C'est ainsi que la "petite-fille" bien-aimée d'Ogarev a compris et apprécié son "grand-père" dans la révolution

Dans une de ses lettres à T. Kuno, Engels écrit:

Nechaev… soit un agent provocateur russe, soit, en tout cas, agi en tant que tel

Nous savons maintenant que Nechaev n'était pas un agent provocateur, mais qu'il « a agi en tant que tel » ne fait aucun doute. Homme indiscutablement dévoué à la cause de la révolution et consacré toute sa vie à la servir, Nechaev a fait plus de mal que de bien à la cause révolutionnaire. Les mensonges et canulars largement pratiqués par lui, son désir de subordonner chacun à sa volonté, son attitude inamicale envers ceux avec qui il devait travailler, ont introduit la désorganisation dans le cercle peu encombré des dirigeants révolutionnaires de son temps. Ces traits de Nechaev se sont clairement manifestés dans sa relation avec Ogarev. Dans l'une de ses lettres à Ogarev, Bakounine a écrit à propos de sa participation à l'épopée de Nechaev:

"Il n'y a rien à dire, nous étions des imbéciles, et comment Herzen se moquerait de nous s'il était vivant, et comment il aurait raison de nous insulter."

Malheureusement, Bakounine et Ogarev s'en sont rendu compte trop tard.
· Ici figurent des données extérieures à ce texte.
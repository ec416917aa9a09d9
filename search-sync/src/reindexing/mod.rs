//! Cluster reindexing orchestrator.
//!
//! Migrates every alias to a new index generation through a persisted state
//! machine. Each call to [`ClusterReindexingService::execute`] runs one step
//! for the current task and stores its outcome, so a reindex survives
//! restarts and can span many scheduler ticks:
//!
//! 1. **initial**: check preconditions and pause indexing
//! 2. **indexing_paused**: create the target indices, subtasks and slices
//! 3. **reindexing**: poll, retry and dispatch slices; once all are done,
//!    verify counts, restore settings, switch aliases and unpause
//!
//! Slice and precondition failures end the task in `failure` with a message
//! for operators. Infrastructure errors are returned instead and the step is
//! retried on the next call.

use chrono::{Duration as ChronoDuration, Utc};
use std::sync::Arc;
use tracing::{debug, info, instrument, warn};

use crate::errors::ReindexingError;
use crate::indexing_control::IndexingControl;
use search_sync_repository::opensearch::{
    bulk_load_index_body, steady_state_settings, target_index_name,
};
use search_sync_repository::{
    AliasSwitch, IndexLayout, MigrationTracker, ReindexingRepository, SearchEngineClient,
    SearchIndexError,
};
use search_sync_shared::{
    NewReindexingSubtask, NewReindexingTask, ReindexingSlice, ReindexingState, ReindexingSubtask,
    ReindexingTask,
};

/// Default number of redispatches a slice gets before the task fails.
pub const DEFAULT_MAX_RETRY_ATTEMPTS: i32 = 20;
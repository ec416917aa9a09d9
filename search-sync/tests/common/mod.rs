//! Shared fakes for the integration tests.

#![allow(dead_code)]

use async_trait::async_trait;
use serde_json::{json, Value};
use std::collections::{BTreeMap, HashMap, HashSet, VecDeque};
use std::sync::Arc;
use std::time::Duration;
use tokio::sync::Mutex;

use search_sync::indexing_control::{IndexingControl, PauseAwareProducer, TrackingProducer};
use search_sync::reindexing::{ClusterReindexingService, ReindexingConfig};
use search_sync::tracking_queue::{TrackingQueue, TrackingQueueConfig};
use search_sync_repository::{
    AliasSwitch, BulkItemResult, BulkOperation, BulkResponse, InMemoryControlState,
    InMemoryQueueStore, InMemoryRecordStore, InMemoryReindexingRepository, IndexLayout,
    IndexSettings, ReindexCounts, SearchEngineClient, SearchIndexError, StaticMigrationTracker,
    TaskStatus,
};
use search_sync_shared::{DocumentReference, ReindexingState, SourceType};

/// What the next `task_status` call reports.
#[derive(Debug, Clone, Copy, PartialEq, Eq)]
pub enum ScriptedStatus {
    Running,
    Done,
    EngineError,
    CountMismatch,
    NotFound,
}

#[derive(Debug, Clone, PartialEq, Eq)]
pub struct ReindexCall {
    pub from: String,
    pub to: String,
    pub slice: i32,
    pub max_slice: i32,
    pub task: String,
}

#[derive(Default)]
pub struct EngineState {
    /// Documents by concrete index, then by id.
    pub documents: BTreeMap<String, BTreeMap<String, Value>>,
    pub aliases: BTreeMap<String, String>,
    pub settings: BTreeMap<String, IndexSettings>,
    pub created_indices: Vec<(String, Value)>,
    pub settings_updates: Vec<(String, Value)>,
    pub deleted_indices: Vec<String>,
    pub bulk_requests: Vec<Vec<BulkOperation>>,
    pub reindex_calls: Vec<ReindexCall>,
    pub status_polls: Vec<String>,
    pub status_script: VecDeque<ScriptedStatus>,
    /// Reported for every poll once the script is exhausted.
    pub default_status: Option<ScriptedStatus>,
    pub count_overrides: HashMap<String, i64>,
    pub index_size_bytes: u64,
    pub free_bytes: u64,
    pub fail_bulk: bool,
    pub reject_ids: HashSet<String>,
    /// Aliases whose next switch fails.
    pub fail_switch_once: HashSet<String>,
}

/// In-memory search engine.
pub struct FakeEngine {
    pub state: Mutex<EngineState>,
}

impl FakeEngine {
    /// An engine where every alias in `aliases` points at `<alias>-v1`.
    pub fn with_aliases(aliases: &[&str]) -> Arc<Self> {
        let mut state = EngineState {
            index_size_bytes: 1_000,
            free_bytes: 1_000_000,
            ..Default::default()
        };
        for alias in aliases {
            let index = format!("{}-v1", alias);
            state.aliases.insert(alias.to_string(), index.clone());
            state.documents.insert(index, BTreeMap::new());
        }
        Arc::new(Self {
            state: Mutex::new(state),
        })
    }

    fn resolve(state: &EngineState, name: &str) -> String {
        state
            .aliases
            .get(name)
            .cloned()
            .unwrap_or_else(|| name.to_string())
    }

    /// Put `count` documents into the index behind `alias`.
    pub async fn seed(&self, alias: &str, count: usize) {
        let mut state = self.state.lock().await;
        let index = Self::resolve(&state, alias);
        let docs = state.documents.entry(index).or_default();
        for n in 0..count {
            docs.insert(format!("doc_{}", n), json!({"n": n}));
        }
    }

    pub async fn document(&self, alias: &str, id: &str) -> Option<Value> {
        let state = self.state.lock().await;
        let index = Self::resolve(&state, alias);
        state.documents.get(&index).and_then(|d| d.get(id)).cloned()
    }

    pub async fn alias_target(&self, alias: &str) -> Option<String> {
        self.state.lock().await.aliases.get(alias).cloned()
    }

    pub async fn script(&self, statuses: &[ScriptedStatus]) {
        self.state.lock().await.status_script.extend(statuses);
    }
}

#[async_trait]
impl SearchEngineClient for FakeEngine {
    async fn bulk(&self, operations: &[BulkOperation]) -> Result<BulkResponse, SearchIndexError> {
        let mut state = self.state.lock().await;
        state.bulk_requests.push(operations.to_vec());
        if state.fail_bulk {
            return Err(SearchIndexError::bulk_request("connection refused"));
        }

        let mut items = Vec::new();
        for operation in operations {
            if state.reject_ids.contains(operation.id()) {
                items.push(BulkItemResult::failed(429, "es_rejected_execution_exception"));
                continue;
            }
            match operation {
                BulkOperation::Index {
                    index,
                    id,
                    document,
                    ..
                } => {
                    let index = Self::resolve(&state, index);
                    state
                        .documents
                        .entry(index)
                        .or_default()
                        .insert(id.clone(), document.clone());
                    items.push(BulkItemResult::ok(201));
                }
                BulkOperation::Delete { index, id, .. } => {
                    let index = Self::resolve(&state, index);
                    let removed = state
                        .documents
                        .get_mut(&index)
                        .and_then(|docs| docs.remove(id));
                    items.push(BulkItemResult::ok(if removed.is_some() { 200 } else { 404 }));
                }
            }
        }

        Ok(BulkResponse {
            errors: items.iter().any(BulkItemResult::is_error),
            items,
        })
    }

    async fn reindex(
        &self,
        from: &str,
        to: &str,
        slice: i32,
        max_slice: i32,
    ) -> Result<String, SearchIndexError> {
        let mut state = self.state.lock().await;
        let task = format!("node:{}", state.reindex_calls.len() + 1);
        let copied = state.documents.get(from).cloned().unwrap_or_default();
        state
            .documents
            .entry(to.to_string())
            .or_default()
            .extend(copied);
        state.reindex_calls.push(ReindexCall {
            from: from.to_string(),
            to: to.to_string(),
            slice,
            max_slice,
            task: task.clone(),
        });
        Ok(task)
    }

    async fn task_status(&self, task_id: &str) -> Result<TaskStatus, SearchIndexError> {
        let mut state = self.state.lock().await;
        state.status_polls.push(task_id.to_string());
        let scripted = state
            .status_script
            .pop_front()
            .or(state.default_status)
            .unwrap_or(ScriptedStatus::Done);

        let consistent = ReindexCounts {
            total: 10,
            created: 10,
            updated: 0,
            deleted: 0,
        };
        match scripted {
            ScriptedStatus::Running => Ok(TaskStatus {
                completed: false,
                counts: ReindexCounts::default(),
                error: None,
            }),
            ScriptedStatus::Done => Ok(TaskStatus {
                completed: true,
                counts: consistent,
                error: None,
            }),
            ScriptedStatus::EngineError => Ok(TaskStatus {
                completed: true,
                counts: consistent,
                error: Some("search_phase_execution_exception".to_string()),
            }),
            ScriptedStatus::CountMismatch => Ok(TaskStatus {
                completed: true,
                counts: ReindexCounts {
                    created: 7,
                    ..consistent
                },
                error: None,
            }),
            ScriptedStatus::NotFound => Err(SearchIndexError::task_not_found(task_id)),
        }
    }

    async fn get_settings(&self, index_name: &str) -> Result<IndexSettings, SearchIndexError> {
        let state = self.state.lock().await;
        Ok(state
            .settings
            .get(index_name)
            .cloned()
            .unwrap_or(IndexSettings {
                number_of_shards: 1,
                number_of_replicas: 1,
                refresh_interval: Some("30s".to_string()),
            }))
    }

    async fn get_mappings(&self, _index_name: &str) -> Result<Value, SearchIndexError> {
        Ok(json!({"properties": {"title": {"type": "text"}}}))
    }

    async fn update_settings(
        &self,
        index_name: &str,
        settings: &Value,
    ) -> Result<(), SearchIndexError> {
        self.state
            .lock()
            .await
            .settings_updates
            .push((index_name.to_string(), settings.clone()));
        Ok(())
    }

    async fn create_index(&self, index_name: &str, body: &Value) -> Result<(), SearchIndexError> {
        let mut state = self.state.lock().await;
        if state.documents.contains_key(index_name) {
            return Err(SearchIndexError::index_already_exists(index_name));
        }
        state
            .documents
            .insert(index_name.to_string(), BTreeMap::new());
        state
            .created_indices
            .push((index_name.to_string(), body.clone()));
        Ok(())
    }

    async fn delete_index(&self, index_name: &str) -> Result<(), SearchIndexError> {
        let mut state = self.state.lock().await;
        state.documents.remove(index_name);
        state.deleted_indices.push(index_name.to_string());
        Ok(())
    }

    async fn refresh_index(&self, _index_name: &str) -> Result<(), SearchIndexError> {
        Ok(())
    }

    async fn documents_count(&self, index_name: &str) -> Result<i64, SearchIndexError> {
        let state = self.state.lock().await;
        let index = Self::resolve(&state, index_name);
        if let Some(count) = state.count_overrides.get(&index) {
            return Ok(*count);
        }
        Ok(state.documents.get(&index).map(|d| d.len()).unwrap_or(0) as i64)
    }

    async fn alias_exists(&self, name: &str) -> Result<bool, SearchIndexError> {
        Ok(self.state.lock().await.aliases.contains_key(name))
    }

    async fn get_alias_index(&self, alias_name: &str) -> Result<String, SearchIndexError> {
        self.state
            .lock()
            .await
            .aliases
            .get(alias_name)
            .cloned()
            .ok_or_else(|| SearchIndexError::alias(format!("alias {} not found", alias_name)))
    }

    async fn switch_alias(&self, switch: &AliasSwitch) -> Result<(), SearchIndexError> {
        let mut state = self.state.lock().await;
        if state.fail_switch_once.remove(&switch.alias_name) {
            return Err(SearchIndexError::alias("connection reset"));
        }
        // Like `_aliases`, removing an alias from an index it is not on fails.
        if state.aliases.get(&switch.alias_name) != Some(&switch.from) {
            return Err(SearchIndexError::alias(format!(
                "aliases_not_found_exception: {} on {}",
                switch.alias_name, switch.from
            )));
        }
        state
            .aliases
            .insert(switch.alias_name.clone(), switch.to.clone());
        Ok(())
    }

    async fn index_size_bytes(&self, _index_name: &str) -> Result<u64, SearchIndexError> {
        Ok(self.state.lock().await.index_size_bytes)
    }

    async fn cluster_free_size_bytes(&self) -> Result<u64, SearchIndexError> {
        Ok(self.state.lock().await.free_bytes)
    }
}

/// Every component wired against the fake engine and in-memory stores.
pub struct Harness {
    pub engine: Arc<FakeEngine>,
    pub queue_store: Arc<InMemoryQueueStore>,
    pub records: Arc<InMemoryRecordStore>,
    pub control_state: Arc<InMemoryControlState>,
    pub repository: Arc<InMemoryReindexingRepository>,
    pub tracking_queue: Arc<TrackingQueue>,
    pub control: Arc<IndexingControl>,
    pub producer: PauseAwareProducer<TrackingProducer>,
    pub reindexing: Arc<ClusterReindexingService>,
}

pub struct HarnessOptions {
    pub layout: IndexLayout,
    pub queue: TrackingQueueConfig,
    pub reindexing: ReindexingConfig,
    pub pending_migrations: bool,
}

impl Default for HarnessOptions {
    fn default() -> Self {
        Self {
            layout: IndexLayout::new("search-sync"),
            queue: TrackingQueueConfig::default(),
            reindexing: ReindexingConfig::default(),
            pending_migrations: false,
        }
    }
}

impl Harness {
    pub fn new() -> Self {
        Self::with_options(HarnessOptions::default())
    }

    pub fn with_options(options: HarnessOptions) -> Self {
        let aliases = options.layout.all_aliases();
        let alias_refs: Vec<&str> = aliases.iter().map(String::as_str).collect();
        let engine = FakeEngine::with_aliases(&alias_refs);
        let queue_store = Arc::new(InMemoryQueueStore::new());
        let records = Arc::new(InMemoryRecordStore::new());
        let control_state = Arc::new(InMemoryControlState::new(false));
        let repository = Arc::new(InMemoryReindexingRepository::new());

        let tracking_queue = Arc::new(
            TrackingQueue::with_config(
                queue_store.clone(),
                records.clone(),
                engine.clone(),
                options.layout.clone(),
                options.queue,
            )
            .with_control_state(control_state.clone()),
        );
        let direct = Arc::new(TrackingProducer::new(tracking_queue.clone()));
        let control = Arc::new(
            IndexingControl::new(queue_store.clone(), control_state.clone(), Duration::ZERO)
                .with_producer(direct.clone()),
        );
        let producer = PauseAwareProducer::new(direct, control.clone());
        let reindexing = Arc::new(ClusterReindexingService::with_config(
            engine.clone(),
            repository.clone(),
            control.clone(),
            Arc::new(StaticMigrationTracker {
                pending: options.pending_migrations,
            }),
            options.layout,
            options.reindexing,
        ));

        Self {
            engine,
            queue_store,
            records,
            control_state,
            repository,
            tracking_queue,
            control,
            producer,
            reindexing,
        }
    }
}

pub fn issue_ref(id: i64) -> DocumentReference {
    DocumentReference::new(
        SourceType::Issue,
        id,
        format!("issue_{}", id),
        Some("project_1".to_string()),
    )
}

/// Issue references with ids from `start` that all hash to the same shard.
pub fn same_shard_issues(start: i64, count: usize, shards: usize) -> Vec<DocumentReference> {
    let shard = issue_ref(start).shard(shards);
    (start..)
        .map(issue_ref)
        .filter(|r| r.shard(shards) == shard)
        .take(count)
        .collect()
}

/// Run reindexing steps until the task is finished, returning every state seen.
pub async fn run_to_completion(harness: &Harness, max_ticks: usize) -> Vec<ReindexingState> {
    let mut states = Vec::new();
    for _ in 0..max_ticks {
        match harness.reindexing.execute().await.unwrap() {
            Some(state) => {
                states.push(state);
                if state.is_terminal() {
                    break;
                }
            }
            None => break,
        }
    }
    states
}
Quant à Ogarev, l'histoire de Nechaev l'impressionna si fortement qu'il refusa à jamais toute participation à l'œuvre révolutionnaire, bien qu'il ne cessa pas de s'intéresser vivement au sort du mouvement révolutionnaire en Russie.

Boris Kozmine

- complètement par référence (il y a beaucoup de matériel sur les pièges des activités révolutionnaires de Herzen, Nechaev et Ogarev).